Acupuncture Regulates the Notch Signaling Pathway in Bone Marrow Cells to Alleviate Cyclophosphamide-Induced Myelosuppression in S180 Tumor Bearing Mice

Abstract

Objective: To evaluate the protein expression and distribution of Notch signaling-related, differentially expressed genes (DEGs) in the bone marrow cells of S180 tumor bearing mice. Additionally, verification of acupuncture regulated protein expression of these DEGs to protect bone marrow stem cells and alleviate cyclophosphamide (CTX) chemotherapy-induced myelosuppression was examined as well. Methods: Healthy male Kunming mice were inoculated with S180 sarcomas and further divided into blank control (group A), CTX group (group B), acupuncture (group C), and moxibustion (group D) groups. Animals in groups B, C, and D were intraperitoneally injected with single dose of 150 mg/kg CTX to generate the myelosuppressive model; while animals in group A were injected with an equivalent volume of sterile saline. After immobilizing the animals, mice in groups C and D received daily acupuncture and moxibustion, respectively at Dazhui, Geshu, Shenshu, and Zusanli acupoints; while mice in groups A and B received no daily treatment. Animals in each group were euthanized by cervical dislocation following five days of treatment and their femurs collected for marrow harvest.

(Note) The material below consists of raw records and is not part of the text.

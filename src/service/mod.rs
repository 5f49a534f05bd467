// =============================================================================
// Signal Service: payload in, flat signal mapping or structured failure out
// =============================================================================
//
// decode ─▶ engine::compute ─▶ SignalResponse
//
// `handle` is synchronous and stateless. `handle_blocking` runs it on the
// blocking pool so that a panic inside the computation surfaces as a
// processing fault for that one request instead of taking the worker down.
// =============================================================================

pub mod decode;
pub mod error;

pub use decode::decode_bars;
pub use error::ServiceError;

use serde::{Deserialize, Serialize};
use tracing::{error, info, warn};

use crate::engine::{self, ResultRow};
use crate::types::Signal;

/// Layout used for the `date` field of a response. Fractional seconds are
/// printed only when the bar carries them.
pub const RESPONSE_DATE_FORMAT: &str = "%Y-%m-%d %H:%M:%S%.f";

/// Successful response body.
///
/// `date` is carried in addition to the eight signal fields so the caller can
/// tell which bar the signal belongs to. `entry_point` is `null` on NEUTRAL.
#[derive(Debug, Clone, PartialEq, Serialize, Deserialize)]
pub struct SignalResponse {
    pub date: String,
    pub vwap: f64,
    pub signal: Signal,
    pub signal_explanation: String,
    pub entry_point: Option<f64>,
    pub major_support: f64,
    pub major_resistance: f64,
    pub minor_support: f64,
    pub minor_resistance: f64,
}

impl From<&ResultRow> for SignalResponse {
    fn from(row: &ResultRow) -> Self {
        Self {
            date: row.date.format(RESPONSE_DATE_FORMAT).to_string(),
            vwap: row.vwap,
            signal: row.signal,
            signal_explanation: row.signal_explanation.to_string(),
            entry_point: row.entry_point,
            major_support: row.major_support,
            major_resistance: row.major_resistance,
            minor_support: row.minor_support,
            minor_resistance: row.minor_resistance,
        }
    }
}

/// Decode `raw`, run the engine, and project the last row.
pub fn handle(raw: &[u8]) -> Result<SignalResponse, ServiceError> {
    let rows = decode_bars(raw).map_err(|e| {
        warn!(payload_bytes = raw.len(), error = %e, "rejecting payload");
        e
    })?;

    let Some(row) = engine::compute(&rows) else {
        warn!(
            payload_bytes = raw.len(),
            rows = rows.len(),
            "payload decoded but no usable bars remain"
        );
        return Err(ServiceError::NoUsableData);
    };

    if !row.is_finite() {
        let err = ServiceError::Processing(format!("non-finite value in result row {row:?}"));
        error!(
            payload_bytes = raw.len(),
            rows = rows.len(),
            error = %err,
            "indicator computation produced an invalid row"
        );
        return Err(err);
    }

    info!(
        rows = rows.len(),
        signal = %row.signal,
        vwap = row.vwap,
        "signal computed"
    );
    Ok(SignalResponse::from(&row))
}

/// Run [`handle`] on tokio's blocking pool, turning a panic into
/// [`ServiceError::Processing`].
pub async fn handle_blocking(raw: Vec<u8>) -> Result<SignalResponse, ServiceError> {
    let payload_bytes = raw.len();
    match tokio::task::spawn_blocking(move || handle(&raw)).await {
        Ok(result) => result,
        Err(join_err) => {
            error!(payload_bytes, error = %join_err, "signal computation task failed");
            Err(ServiceError::Processing(join_err.to_string()))
        }
    }
}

Small-throughput cDNA microarray was used for initial DEG screening, followed by immunohistochemistry, real-time quantitative PCR (RT-qPCR), and Western Blot analysis to detect protein expression and quantity of the Notch signaling-related DEGs in the bone marrow cells. Results: Expression of numb proteins (i.e., numb1 and numb2) was found to be up regulated while notch2 and jag1 were down regulated in bone marrow cells of acupuncture treated, tumor bearing mice. Conclusion: Acupuncture regulated the changes of Notch signaling-related DEGs in mouse bone marrow cells. The data indicates that acupuncture treatment may alleviate the CTX chemotherapy-induced myelosuppression associated with tumor burden, suggesting that might be the key mechanism to improve bone marrow function.